Tracked as CVE-2021-35208, this vulnerability is a Cross-Site Scripting (XSS) flaw that triggers in a victim browser via a malicious email with a specially crafted JavaScript payload. If exploited successfully, the flaw enables an attacker to obtain illicit access to the victims’ email accounts and their webmail sessions.

Vulnerability 2

Tracked as CVE-2021-35209, this is a Server-Side Request Forgery (SSRF) flaw that can be exploited by a remote attacker by combining it with the XSS vulnerability. The flaw allows unauthorized access to Zimbra’s HTTP client and pilfers private information like access tokens and credentials from Google Cloud and Amazon Web Services.

Both the vulnerabilities could be exploited by sending a single malicious email to the targeted user. Once the victim opens the malicious email, the JavaScript payload automatically deploys and infects the Zimbra web interface to exploit the second flaw in the backend.
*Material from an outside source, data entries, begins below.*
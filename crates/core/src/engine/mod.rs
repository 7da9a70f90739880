//! Chess engine integration
//!
//! Process adapter, UCI protocol and streaming output parsing for
//! UCI-compatible engines like Stockfish.

pub mod analysis;
pub mod parser;
pub mod process;
pub mod protocol;

#[cfg(test)]
pub(crate) mod testing;

// Re-export main types for convenience
pub use analysis::{
    AnalysisRequest, AnalysisResult, AnalyzeRequest, Candidate, Score, SearchId, Side, MATE_VALUE,
};
pub use parser::{parse_line, Aggregator, Completion, EngineLine, Feed, InfoLine, ParseError};
pub use process::{EngineError, EngineEvent, EngineLauncher, EngineProcess, ProcessLauncher};
pub use protocol::{Handshake, HandshakeStep, UciCommand};
impl Supervisor {
    pub fn new(
        config: EngineConfig,
        launcher: Arc<dyn EngineLauncher>,
        outbox: mpsc::Sender<Envelope>,
    ) -> Result<Self> {
        config.validate()?;
        let strength = Strength::new(config.strength)?;
        Ok(Self {
            config,
            launcher,
            session: EngineSession::new(),
            engine: None,
            handshake: None,
            deadline: None,
            start_waiters: Vec::new(),
            aggregator: Aggregator::new(),
            last_search: 0,
            strength,
            outbox,
        })
    }

    pub fn state(&self) -> SessionState {
        self.session.state()
    }

    /// Runs the supervisor on its own task.
    ///
    /// The task ends once every sender for its inbox has been dropped.
    pub fn spawn(self) -> (SupervisorHandle, JoinHandle<()>) {
        let (tx, rx) = mpsc::channel(self.config.channel_capacity);
        let task = tokio::spawn(self.run(rx));
        (SupervisorHandle::new(tx), task)
    }

    /// Inbox of a supervisor spawned behind a relay chain
    pub fn spawn_with_inbox(self, inbox: mpsc::Receiver<Envelope>) -> JoinHandle<()> {
        tokio::spawn(self.run(inbox))
    }

    async fn run(mut self, mut inbox: mpsc::Receiver<Envelope>) {
        loop {
            tokio::select! {
                envelope = inbox.recv() => match envelope {
                    Some(envelope) => self.handle(envelope).await,
                    None => break,
                },
                Some(event) = next_event(&mut self.engine) => self.on_engine_event(event).await,
                _ = expire(self.deadline) => self.on_handshake_timeout().await,
            }
        }
        debug!("supervisor inbox closed");
        self.teardown().await;
    }

    async fn handle(&mut self, envelope: Envelope) {
        let Envelope {
            target,
            message,
            reply,
        } = envelope;

        if target != Target::Supervisor || !target.admits(&message) {
            let error = Error::RelayFailure(format!("{:?} message is not for the supervisor", message.kind()));
            warn!(error = %error, "rejecting envelope");
            answer(reply, Ack::failure(&error));
            return;
        }

        match message {
            Message::Start => self.start(reply).await,
            Message::SendCommand { command } => {
                let outcome = self.submit(PendingCommand::raw(command)).await;
                answer(reply, self.ack(outcome.map(|_| Ack::ok())));
            }
            Message::Analyze(request) => {
                let outcome = self.submit_request(request).await;
                answer(reply, self.ack(outcome.map(|id| Ack::ok().with_search(id))));
            }
            Message::UpdateStrength { strength } => {
                let outcome = Strength::new(strength).map(|strength| {
                    info!(%strength, "selection strength updated");
                    self.strength = strength;
                    Ack::ok()
                });
                answer(reply, self.ack(outcome));
            }
            Message::Ping => answer(reply, Ack::ok().with_state(self.session.state())),
            Message::Shutdown => {
                self.teardown().await;
                answer(reply, Ack::ok().with_state(self.session.state()));
            }
            other => {
                let error = Error::RelayFailure(format!("unhandled {:?} message", other.kind()));
                answer(reply, Ack::failure(&error));
            }
        }
    }

    fn ack(&self, outcome: Result<Ack>) -> Ack {
        match outcome {
            Ok(ack) => ack.with_state(self.session.state()),
            Err(e) => {
                debug!(error = %e, "request failed");
                Ack::failure(&e)
            }
        }
    }

    async fn start(&mut self, reply: Option<oneshot::Sender<Ack>>) {
        match self.session.state() {
            state if state.is_ready() => {
                trace!("start while ready; nothing to do");
                answer(reply, Ack::ok().with_state(state));
            }
            state if state.is_bootstrapping() => {
                debug!("joining in-flight handshake");
                self.start_waiters.extend(reply);
            }
            SessionState::Terminated => {
                answer(reply, Ack::failure(&Error::CommandRejected(SessionState::Terminated)));
            }
            _ => {
                self.start_waiters.extend(reply);
                self.bootstrap().await;
            }
        }
    }

    async fn bootstrap(&mut self) {
        if !self.set_state(SessionState::Bootstrapping) {
            return;
        }
        info!(path = %self.config.path.display(), "starting engine");

        let mut engine = match self.launcher.launch(&self.config) {
            Ok(engine) => engine,
            Err(e) => {
                self.fail(Error::BootstrapFailure(e.to_string())).await;
                return;
            }
        };
        let (handshake, first) = Handshake::begin();
        if let Err(e) = engine.send(&first.to_string()).await {
            self.fail(Error::BootstrapFailure(e.to_string())).await;
            return;
        }

        self.engine = Some(engine);
        self.handshake = Some(handshake);
        self.deadline = Some(Instant::now() + self.config.handshake_timeout());
    }

    async fn on_engine_event(&mut self, event: EngineEvent) {
        match event {
            EngineEvent::Line(line) if self.handshake.is_some() => self.advance_handshake(&line).await,
            EngineEvent::Line(line) => self.on_analysis_line(&line).await,
            EngineEvent::Exited => {
                let error = if self.handshake.is_some() {
                    Error::BootstrapFailure("engine exited during handshake".into())
                } else {
                    Error::Engine(EngineError::Closed)
                };
                self.fail(error).await;
            }
        }
    }

    async fn advance_handshake(&mut self, line: &str) {
        let Some(handshake) = self.handshake.as_mut() else {
            return;
        };
        match handshake.on_line(line) {
            HandshakeStep::Send(command) => {
                if let Err(e) = self.write(&command.to_string()).await {
                    self.fail(Error::BootstrapFailure(e.to_string())).await;
                    return;
                }
                self.set_state(SessionState::AwaitingReady);
            }
            HandshakeStep::Ready => self.on_ready().await,
            HandshakeStep::Pending => trace!(line, "handshake chatter"),
            HandshakeStep::Unexpected(line) => {
                let error = Error::Protocol(format!("unexpected '{}' during handshake", line));
                warn!(error = %error, "ignoring line");
            }
        }
    }

    async fn on_ready(&mut self) {
        self.handshake = None;
        self.deadline = None;
        if !self.set_state(SessionState::Ready) {
            return;
        }

        for waiter in self.start_waiters.drain(..) {
            let _ = waiter.send(Ack::ok().with_state(SessionState::Ready));
        }
        self.emit(Message::Ready);

        let pending = self.session.drain_pending();
        if !pending.is_empty() {
            debug!(count = pending.len(), "flushing queued commands");
        }
        for command in pending {
            if let Err(e) = self.dispatch(command).await {
                self.fail(Error::Engine(e)).await;
                return;
            }
        }
        if self.aggregator.active().is_some() {
            self.set_state(SessionState::Busy);
        }
    }

    /// Forwards to the engine when ready, queues otherwise
    async fn submit(&mut self, command: PendingCommand) -> Result<()> {
        let state = self.session.state();
        if state.rejects_commands() {
            return Err(Error::CommandRejected(state));
        }
        if !state.is_ready() {
            debug!(command = %command.line, %state, "queueing until engine is ready");
            self.session.enqueue(command);
            return Ok(());
        }
        if let Err(e) = self.dispatch(command).await {
            let error = Error::Engine(e);
            warn!(error = %error, "engine write failed");
            self.fail(Error::Engine(EngineError::Closed)).await;
            return Err(error);
        }
        Ok(())
    }

    async fn submit_request(&mut self, wire: AnalyzeRequest) -> Result<SearchId> {
        let state = self.session.state();
        if state.rejects_commands() {
            return Err(Error::CommandRejected(state));
        }
        let id = SearchId(self.last_search + 1);
        let request = AnalysisRequest::from_wire(id, wire, &self.config)?;
        self.last_search = id.0;

        let multi_pv = UciCommand::multi_pv(request.multi_pv).to_string();
        let position = UciCommand::position(request.fen.clone()).to_string();
        let go = UciCommand::GoDepth(request.depth).to_string();
        info!(search = %id, fen = %request.fen, multi_pv = request.multi_pv, depth = request.depth, "analysis requested");

        let outstanding = self.aggregator.in_flight() > 0 || self.session.pending().any(|c| c.search.is_some());
        let superseded = self.aggregator.activate(request);
        if superseded.is_some() || outstanding {
            debug!(superseded = ?superseded, search = %id, "stopping outstanding search");
            self.submit(PendingCommand::plain(UciCommand::Stop.to_string())).await?;
        }
        self.submit(PendingCommand::plain(multi_pv)).await?;
        self.submit(PendingCommand::plain(position)).await?;
        self.submit(PendingCommand::search(go, id)).await?;

        if self.session.state() == SessionState::Ready {
            self.set_state(SessionState::Busy);
        }
        Ok(id)
    }

    async fn dispatch(&mut self, command: PendingCommand) -> std::result::Result<(), EngineError> {
        self.write(&command.line).await?;
        if let Some(id) = command.search {
            self.aggregator.search_started(id);
        }
        Ok(())
    }

    async fn write(&mut self, line: &str) -> std::result::Result<(), EngineError> {
        match self.engine.as_mut() {
            Some(engine) => engine.send(line).await,
            None => Err(EngineError::Closed),
        }
    }

    async fn on_analysis_line(&mut self, line: &str) {
        match self.aggregator.feed(line) {
            Feed::Recorded => {}
            Feed::Ignored => trace!(line, "ignoring engine line"),
            Feed::Unattributed => debug!(line, "engine output with no search in flight"),
            Feed::Stale(search) => debug!(%search, "discarding output of superseded search"),
            Feed::StaleCompleted(search) => debug!(%search, "superseded search finished"),
            Feed::Malformed(e) => {
                let error = Error::Parse(e);
                debug!(error = %error, line, "dropping malformed engine line");
            }
            Feed::Completed(done) => self.on_search_complete(done).await,
        }
    }

    async fn on_search_complete(&mut self, done: Completion) {
        if self.session.state() == SessionState::Busy {
            self.set_state(SessionState::Ready);
        }
        let Completion { request, result } = done;
        let candidates = result.candidates();

        let selection = selector::select(&candidates, self.strength);
        match selection {
            Some(chosen) => {
                info!(
                    search = %request.id,
                    mv = %chosen.uci,
                    score = %chosen.score,
                    candidates = candidates.len(),
                    strength = %self.strength,
                    "selected move"
                );
                let selected = SelectedMove::new(chosen, request.id, request.request_id.clone());
                self.emit(Message::SelectedMove(selected));
            }
            None => debug!(search = %request.id, "search finished without candidates"),
        }
        self.emit(Message::SearchFinished(SearchSummary {
            search_id: request.id,
            request_id: request.request_id,
            selected: selection.is_some(),
        }));
    }

    async fn on_handshake_timeout(&mut self) {
        self.deadline = None;
        let error = Error::BootstrapFailure(format!(
            "no readyok within {}ms",
            self.config.handshake_timeout_ms
        ));
        self.fail(error).await;
    }

    async fn fail(&mut self, error: Error) {
        let state = self.session.state();
        if matches!(state, SessionState::Failed | SessionState::Terminated) {
            return;
        }
        error!(error = %error, %state, "engine session failed");
        self.set_state(SessionState::Failed);

        self.handshake = None;
        self.deadline = None;
        self.engine = None;
        let dropped = self.session.drain_pending();
        if !dropped.is_empty() {
            warn!(count = dropped.len(), "discarding queued commands");
        }
        self.aggregator.reset();

        for waiter in self.start_waiters.drain(..) {
            let _ = waiter.send(Ack::failure(&error).with_state(SessionState::Failed));
        }
        self.emit(Message::Error {
            message: error.to_string(),
        });
    }

    async fn teardown(&mut self) {
        if self.session.state() == SessionState::Terminated {
            return;
        }
        self.handshake = None;
        self.deadline = None;
        if let Some(engine) = self.engine.take() {
            engine.quit().await;
        }
        self.session.drain_pending();
        self.aggregator.reset();
        self.set_state(SessionState::Terminated);

        let rejected = Error::CommandRejected(SessionState::Terminated);
        for waiter in self.start_waiters.drain(..) {
            let _ = waiter.send(Ack::failure(&rejected));
        }
        self.emit(Message::Terminated);
    }

    fn set_state(&mut self, next: SessionState) -> bool {
        match self.session.transition(next) {
            Ok(previous) => {
                info!(from = %previous, to = %next, "engine session");
                true
            }
            Err(e) => {
                error!(error = %e, "refusing session transition");
                false
            }
        }
    }

    /// Best-effort push toward the requester side; never waits on a slow consumer
    fn emit(&self, message: Message) {
        let reason = match self.outbox.try_send(Envelope::new(message)) {
            Ok(()) => return,
            Err(mpsc::error::TrySendError::Full(envelope)) => {
                format!("push channel full, {:?} dropped", envelope.message.kind())
            }
            Err(mpsc::error::TrySendError::Closed(envelope)) => {
                format!("push channel closed, {:?} dropped", envelope.message.kind())
            }
        };
        let error = Error::RelayFailure(reason);
        warn!(error = %error, "dropping push");
    }
}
Zimbra fixed both the flaws in its latest security update after SonarSource reported the issue. “Zimbra would like to alert its customers that they can introduce an SSRF security vulnerability in the Proxy Servlet. If this servlet is configured to allow a particular domain (via zimbraProxyAllowedDomains configuration setting), and that domain resolves to an internal IP address (such as 127.0.0.1), an attacker could access services running on a different port on the same server, which would normally not be exposed publicly. So, we urge our customers to review this configuration setting to ensure that there are no vulnerabilities are introduced,” Zimbra added.